DISPOSIZIONI TRANSITORIE E FINALI.

 

     Art. 17.

     Nella prima applicazione della presente legge e limitatamente al primo anno di attività del Comitato previsto dal precedente art. 13, i componenti di cui al n. 9 dello stesso articolo sono nominati dal Presidente della Regione, previa delibera della Giunta regionale.

 

     Art. 18.

     Restano salve le disposizioni contenute nei piani regolatori generali e comprensoriali già approvati o divenuti efficaci ai sensi dell'art. 4 della L.R. 5 novembre 1973, n. 38, nonché quelle relative alle zone A e B dei programmi di fabbricazione già approvati.

     La concessione delle provvidenze finanziarie di cui alla presente legge è subordinata all'esistenza di piani particolareggiati di esecuzione dello strumento urbanistico in vigore ovvero alla stipula di lottizzazione convenzionata secondo le norme di legge in vigore.

     Restano salve le disposizioni di cui all'art. 28 della L.R. 26 maggio 1973, n. 21, per l'edificazione dei lotti interclusi.

 

     Art. 19.

     Tutte le iniziative in via d'istruttoria alla data di entrata in vigore della presente legge e corredate dai prescritti nulla osta edilizi - previo accertamento della conformità dei nulla osta stessi agli strumenti urbanistici ed alla legislazione vigente - possono beneficiare delle provvidenze regionali in deroga alle disposizioni di cui al precedente art. 15.

 

     Art. 20.

     (Omissis) [9].

 

     Art. 21.

     Per quant'altro non previsto dalla presente legge, valgono, purché non incompatibili, le disposizioni di cui alle LL.RR. 12 aprile 1967, n. 46, e 1° luglio 1972, n. 32, e successive aggiunte e modificazioni.

 

     Art. 22.

     I limiti di impegno ventennale, autorizzati per gli esercizi finanziari 1972, 1973, 1974 con gli artt. 1 e 3 della L.R. 1° luglio 1972, n. 32, con l'art. 44 della L.R. 31 dicembre 1974, n. 63, e con l'art. 51 della L.R. 29 dicembre 1975, n. 92, per le finalità degli artt. 1 e 8 della L.R. 12 aprile 1967, n. 46, sono mantenuti in bilancio per un periodo massimo di anni cinque decorrenti dall'esercizio successivo a quello della loro iscrizione in bilancio.

 

     Art. 23.

     Per le operazioni di liquidazione dell'Azienda autonoma relativa alla gestione del patrimonio turistico-alberghiero regionale, soppressa ai sensi dell'art. 7 della L.R. 20 marzo 1972, n. 11, e per l'assolvimento dei compiti istituzionali e degli impegni della cessata Azienda, è autorizzata la spesa di lire 50 milioni per ciascuno degli esercizi finanziari 1976, 1977 e 1978.

 

     Art. 24.

     Per le finalità previste dalla presente legge è autorizzata la spesa complessiva di lire 140.000 milioni che sarà iscritta nel bilancio del Fondo di solidarietà nazionale [10].

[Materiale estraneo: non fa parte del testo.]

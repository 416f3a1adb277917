use std::fmt;
use std::io::Cursor;

use hound::{SampleFormat, WavReader, WavSpec, WavWriter};

use crate::error::{NarrateError, Result};

/// Format descriptor of a PCM WAV buffer. Buffers are only concatenated when
/// every field matches.
#[derive(Debug, Clone, Copy, PartialEq, Eq)]
pub struct WavFormat {
    pub channels: u16,
    pub sample_rate: u32,
    pub bits_per_sample: u16,
    pub sample_format: SampleFormat,
}

impl From<WavSpec> for WavFormat {
    fn from(spec: WavSpec) -> Self {
        Self {
            channels: spec.channels,
            sample_rate: spec.sample_rate,
            bits_per_sample: spec.bits_per_sample,
            sample_format: spec.sample_format,
        }
    }
}

impl From<WavFormat> for WavSpec {
    fn from(format: WavFormat) -> Self {
        WavSpec {
            channels: format.channels,
            sample_rate: format.sample_rate,
            bits_per_sample: format.bits_per_sample,
            sample_format: format.sample_format,
        }
    }
}

impl fmt::Display for WavFormat {
    fn fmt(&self, f: &mut fmt::Formatter<'_>) -> fmt::Result {
        let kind = match self.sample_format {
            SampleFormat::Int => "int",
            SampleFormat::Float => "float",
        };
        write!(
            f,
            "{}ch/{}Hz/{}-bit {kind}",
            self.channels, self.sample_rate, self.bits_per_sample
        )
    }
}

/// Decoded sample payload. Integer PCM of any width is widened to `i32`.
enum Samples {
    Int(Vec<i32>),
    Float(Vec<f32>),
}

/// Read only the header of a WAV buffer.
pub fn read_format(bytes: &[u8]) -> Result<WavFormat> {
    let reader = WavReader::new(Cursor::new(bytes))?;
    Ok(reader.spec().into())
}

/// Duration of a WAV buffer in seconds.
pub fn duration_secs(bytes: &[u8]) -> Result<f64> {
    let reader = WavReader::new(Cursor::new(bytes))?;
    let sample_rate = reader.spec().sample_rate;
    if sample_rate == 0 {
        return Ok(0.0);
    }
    Ok(reader.duration() as f64 / sample_rate as f64)
}

/// Concatenate WAV buffers into one, in the given order.
///
/// A single buffer is returned untouched, without even reading its header.
/// Otherwise the first buffer's format
/// is authoritative: every header is checked before any sample is decoded, so
/// a mismatch fails without building a partial result. Each input buffer is
/// dropped as soon as its samples have been appended.
pub fn combine(buffers: Vec<Vec<u8>>) -> Result<Vec<u8>> {
    if buffers.len() <= 1 {
        return buffers.into_iter().next().ok_or(NarrateError::EmptyBuffers);
    }

    let mut formats = Vec::with_capacity(buffers.len());
    for bytes in &buffers {
        formats.push(read_format(bytes)?);
    }
    let format = formats[0];
    if let Some((index, &found)) = formats.iter().enumerate().find(|(_, f)| **f != format) {
        return Err(NarrateError::FormatMismatch {
            index,
            expected: format,
            found,
        });
    }

    let count = buffers.len();
    let mut merged = match format.sample_format {
        SampleFormat::Int => Samples::Int(Vec::new()),
        SampleFormat::Float => Samples::Float(Vec::new()),
    };
    for bytes in buffers {
        let mut reader = WavReader::new(Cursor::new(bytes.as_slice()))?;
        match &mut merged {
            Samples::Int(out) => {
                out.reserve(reader.len() as usize);
                for sample in reader.samples::<i32>() {
                    out.push(sample?);
                }
            }
            Samples::Float(out) => {
                out.reserve(reader.len() as usize);
                for sample in reader.samples::<f32>() {
                    out.push(sample?);
                }
            }
        }
    }

    let encoded = encode(format, &merged)?;
    log::debug!(
        "Combined {count} buffers into {} bytes ({format})",
        encoded.len()
    );
    Ok(encoded)
}

fn encode(format: WavFormat, samples: &Samples) -> Result<Vec<u8>> {
    let mut cursor = Cursor::new(Vec::new());
    {
        let mut writer = WavWriter::new(&mut cursor, format.into())?;
        match samples {
            Samples::Int(values) => {
                for &value in values {
                    writer.write_sample(value)?;
                }
            }
            Samples::Float(values) => {
                for &value in values {
                    writer.write_sample(value)?;
                }
            }
        }
        writer.finalize()?;
    }
    Ok(cursor.into_inner())
}

#[cfg(test)]
mod tests {
    use super::*;
    use crate::testing::{decode_tags, tagged_wav, wav_bytes, TEST_SAMPLE_RATE};

    #[test]
    fn single_buffer_passes_through_unchanged() {
        let buffer = tagged_wav("solo");
        assert_eq!(combine(vec![buffer.clone()]).unwrap(), buffer);
    }

    #[test]
    fn single_non_wav_buffer_is_not_parsed() {
        let payload = b"ID3\x03\x00\x00\x00\x00\x00\x00compressed-frame".to_vec();
        assert_eq!(combine(vec![payload.clone()]).unwrap(), payload);
    }

    #[test]
    fn empty_input_is_an_error() {
        assert!(matches!(combine(Vec::new()), Err(NarrateError::EmptyBuffers)));
    }

    #[test]
    fn concatenates_samples_in_order() {
        let merged = combine(vec![tagged_wav("ab"), tagged_wav("cd"), tagged_wav("e")]).unwrap();
        assert_eq!(decode_tags(&merged), "abcde");
        assert_eq!(read_format(&merged).unwrap().sample_rate, TEST_SAMPLE_RATE);
    }

    #[test]
    fn rejects_mismatched_sample_rate() {
        let first = wav_bytes(24_000, 1, &[1, 2, 3]);
        let second = wav_bytes(44_100, 1, &[4, 5, 6]);
        match combine(vec![first, second]) {
            Err(NarrateError::FormatMismatch {
                index,
                expected,
                found,
            }) => {
                assert_eq!(index, 1);
                assert_eq!(expected.sample_rate, 24_000);
                assert_eq!(found.sample_rate, 44_100);
            }
            other => panic!("expected format mismatch, got {other:?}"),
        }
    }

    #[test]
    fn rejects_mismatched_channel_count_at_later_index() {
        let mono = wav_bytes(24_000, 1, &[0; 4]);
        let stereo = wav_bytes(24_000, 2, &[0; 4]);
        let err = combine(vec![mono.clone(), mono, stereo]).unwrap_err();
        assert!(matches!(err, NarrateError::FormatMismatch { index: 2, .. }));
    }

    #[test]
    fn garbage_bytes_fail_to_decode() {
        let err = combine(vec![b"not a wav".to_vec(), tagged_wav("x")]).unwrap_err();
        assert!(matches!(err, NarrateError::Wav(_)));
    }

    #[test]
    fn duration_counts_frames_not_samples() {
        let stereo = wav_bytes(8_000, 2, &[0; 16_000]);
        assert!((duration_secs(&stereo).unwrap() - 1.0).abs() < 1e-9);
    }

    #[test]
    fn float_buffers_round_trip_through_combine() {
        let spec = WavSpec {
            channels: 1,
            sample_rate: 16_000,
            bits_per_sample: 32,
            sample_format: SampleFormat::Float,
        };
        let make = |values: &[f32]| {
            let mut cursor = Cursor::new(Vec::new());
            {
                let mut writer = WavWriter::new(&mut cursor, spec).unwrap();
                for &v in values {
                    writer.write_sample(v).unwrap();
                }
                writer.finalize().unwrap();
            }
            cursor.into_inner()
        };

        let merged = combine(vec![make(&[0.25, -0.5]), make(&[0.75])]).unwrap();
        let samples: Vec<f32> = WavReader::new(Cursor::new(merged))
            .unwrap()
            .into_samples::<f32>()
            .map(|s| s.unwrap())
            .collect();
        assert_eq!(samples, vec![0.25, -0.5, 0.75]);
    }
}
//! Adapter for the external ffmpeg/ffprobe tools that perform the actual
//! looping, mixing and encoding described by a [`MixPlan`].
//!
//! # System Requirements
//!
//! **ffmpeg** (with `ffprobe`) must be installed when background music or a
//! compressed output container is requested:
//! - **Linux**: `sudo apt-get install ffmpeg`
//! - **macOS**: `brew install ffmpeg`
//! - **Windows**: Download a build from <https://ffmpeg.org/download.html>

use std::ffi::OsString;
use std::path::{Path, PathBuf};

use tokio::process::Command;

use super::mix::{MixPlan, OutputFormat};
use crate::config::FfmpegConfig;
use crate::error::{MixStage, NarrateError, Result};

pub struct FfmpegMixer {
    ffmpeg: PathBuf,
    ffprobe: PathBuf,
    sample_rate: u32,
    channels: u16,
}

impl Default for FfmpegMixer {
    fn default() -> Self {
        Self::new(&FfmpegConfig::default())
    }
}

impl FfmpegMixer {
    pub fn new(config: &FfmpegConfig) -> Self {
        Self {
            ffmpeg: config.ffmpeg_path.clone(),
            ffprobe: config.ffprobe_path.clone(),
            sample_rate: config.sample_rate,
            channels: config.channels,
        }
    }

    /// True when both configured binaries can be executed.
    pub async fn is_available(&self) -> bool {
        for program in [&self.ffmpeg, &self.ffprobe] {
            let runs = Command::new(program)
                .arg("-version")
                .output()
                .await
                .map(|o| o.status.success())
                .unwrap_or(false);
            if !runs {
                return false;
            }
        }
        true
    }

    /// Duration of any audio file ffprobe can read, in seconds.
    pub async fn probe_duration(&self, path: &Path) -> Result<f64> {
        let mut args = os_args(&[
            "-v",
            "error",
            "-show_entries",
            "format=duration",
            "-of",
            "default=noprint_wrappers=1:nokey=1",
        ]);
        args.push(path.as_os_str().to_owned());

        let stdout = run(&self.ffprobe, &args, MixStage::Probe).await?;
        let text = String::from_utf8_lossy(&stdout);
        text.trim().parse::<f64>().map_err(|_| NarrateError::Mixer {
            stage: MixStage::Probe,
            message: format!("unreadable duration {:?} for {}", text.trim(), path.display()),
        })
    }

    /// Write `copies` back-to-back repetitions of `input` to a PCM WAV file.
    pub async fn loop_track(&self, input: &Path, copies: u32, output: &Path) -> Result<()> {
        log::info!("Looping {} x{copies}", input.display());
        run(&self.ffmpeg, &self.loop_args(input, copies, output), MixStage::Loop).await?;
        Ok(())
    }

    /// Mix `bgm` under `voice` as described by `plan`. `bgm` must already be
    /// long enough, i.e. looped when [`MixPlan::needs_loop`] is true.
    pub async fn mix(
        &self,
        voice: &Path,
        bgm: &Path,
        plan: &MixPlan,
        output: &Path,
    ) -> Result<()> {
        log::info!(
            "Mixing background at volume {} into {}",
            plan.volume_ratio,
            output.display()
        );
        run(&self.ffmpeg, &self.mix_args(voice, bgm, plan, output), MixStage::Mix).await?;
        Ok(())
    }

    /// Re-encode `input` into the container `format`.
    pub async fn convert(&self, input: &Path, format: OutputFormat, output: &Path) -> Result<()> {
        log::info!("Converting {} to {format}", input.display());
        let args = self.convert_args(input, format, output);
        run(&self.ffmpeg, &args, MixStage::Convert).await?;
        Ok(())
    }

    fn loop_args(&self, input: &Path, copies: u32, output: &Path) -> Vec<OsString> {
        let repeats = copies.saturating_sub(1).to_string();
        let mut args = os_args(&["-y", "-v", "error", "-stream_loop", repeats.as_str(), "-i"]);
        args.push(input.as_os_str().to_owned());
        args.extend(os_args(&["-c:a", "pcm_s16le"]));
        args.push(output.as_os_str().to_owned());
        args
    }

    fn mix_args(&self, voice: &Path, bgm: &Path, plan: &MixPlan, output: &Path) -> Vec<OsString> {
        let filter = format!(
            "[1:a]volume={}[bgm];[0:a][bgm]amix=inputs=2:duration=first:dropout_transition=0:normalize=0[mix]",
            plan.volume_ratio
        );
        let duration = format!("{:.3}", plan.voice_duration_secs);

        let mut args = os_args(&["-y", "-v", "error", "-i"]);
        args.push(voice.as_os_str().to_owned());
        args.push("-i".into());
        args.push(bgm.as_os_str().to_owned());
        args.extend(os_args(&[
            "-filter_complex",
            filter.as_str(),
            "-map",
            "[mix]",
            "-t",
            duration.as_str(),
        ]));
        args.extend(self.output_args(plan.output_format));
        args.push(output.as_os_str().to_owned());
        args
    }

    fn convert_args(&self, input: &Path, format: OutputFormat, output: &Path) -> Vec<OsString> {
        let mut args = os_args(&["-y", "-v", "error", "-i"]);
        args.push(input.as_os_str().to_owned());
        args.extend(self.output_args(format));
        args.push(output.as_os_str().to_owned());
        args
    }

    /// Channel/sample-rate normalization plus codec selection.
    fn output_args(&self, format: OutputFormat) -> Vec<OsString> {
        let channels = self.channels.to_string();
        let sample_rate = self.sample_rate.to_string();
        let mut args = os_args(&["-ac", channels.as_str(), "-ar", sample_rate.as_str()]);
        let codec: &[&str] = match format {
            OutputFormat::Wav => &["-c:a", "pcm_s16le"],
            OutputFormat::Mp3 => &["-c:a", "libmp3lame", "-b:a", "192k"],
            OutputFormat::M4a => &["-c:a", "aac", "-b:a", "192k"],
            OutputFormat::Ogg => &["-c:a", "libvorbis", "-q:a", "5"],
            OutputFormat::Opus => &["-c:a", "libopus", "-b:a", "128k"],
        };
        args.extend(os_args(codec));
        args
    }
}

fn os_args(args: &[&str]) -> Vec<OsString> {
    args.iter().map(OsString::from).collect()
}

async fn run(program: &Path, args: &[OsString], stage: MixStage) -> Result<Vec<u8>> {
    log::debug!(
        "{stage}: {} {}",
        program.display(),
        args.iter()
            .map(|a| a.to_string_lossy())
            .collect::<Vec<_>>()
            .join(" ")
    );

    let output = Command::new(program)
        .args(args.iter().map(OsString::as_os_str))
        .kill_on_drop(true)
        .output()
        .await
        .map_err(|e| {
            if e.kind() == std::io::ErrorKind::NotFound {
                NarrateError::MixerNotFound {
                    program: program.display().to_string(),
                }
            } else {
                NarrateError::Io(e)
            }
        })?;

    if !output.status.success() {
        let stderr = String::from_utf8_lossy(&output.stderr);
        return Err(NarrateError::Mixer {
            stage,
            message: format!("exited with code {:?}: {}", output.status.code(), stderr.trim()),
        });
    }
    Ok(output.stdout)
}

     Al relativo onere si provvede utilizzando le disponibilità del piano regionale di interventi per il periodo 1975-1980, approvato con la L.R. 12 maggio 1975, n. 18 [11].

     All'onere derivante dall'applicazione del precedente art. 23 si provvede, per l'importo di lire 50 milioni ricadente nell'esercizio finanziario 1976, con parte delle disponibilità del cap. 20911 del bilancio della Regione per l'anno finanziario medesimo.

     All'onere ricadente negli esercizi finanziari 1977 e 1978 si provvede con il maggiore gettito delle entrate tributarie.

 

     Art. 25.

     La presente legge sarà pubblicata nella Gazzetta Ufficiale della Regione siciliana ed entrerà in vigore il giorno stesso della sua pubblicazione.

 

 


[1] Per l'abrogazione della presente legge, vedi l'art. 85 della L.R. 23 dicembre 2000, n. 32.

[2] Comma così sostituito dall'art. 1 della L.R. 7 maggio 1977, n. 32.

[3] Comma aggiunto dall'art. 2 della L.R. 7 maggio 1977, n. 32.

[4] Comma così modificato dall'art. 3 della L.R. 7 maggio 1977, n. 32.

[5] Comma abrogato dall'art. 5 della L.R. 25 maggio 1990, n. 7.

[6] Vedi l'art. 6 della L.R. 17 maggio 1984, n. 31.

[7] Articoli abrogati dall'art. 20 della L.R. 6 aprile 1996, n. 27.

[8] Lettera così modificata dall'art. 37 della L.R. 13 agosto 2020, n. 19.

[9] Modifica l'art. 15 della L.R. 20 aprile 1967, n. 49.

[10] Comma così sostituito dall'art. della 4 L.R. 7 maggio 1977, n. 32.

[11] Comma così sostituito dall'art. della 4 L.R. 7 maggio 1977, n. 32.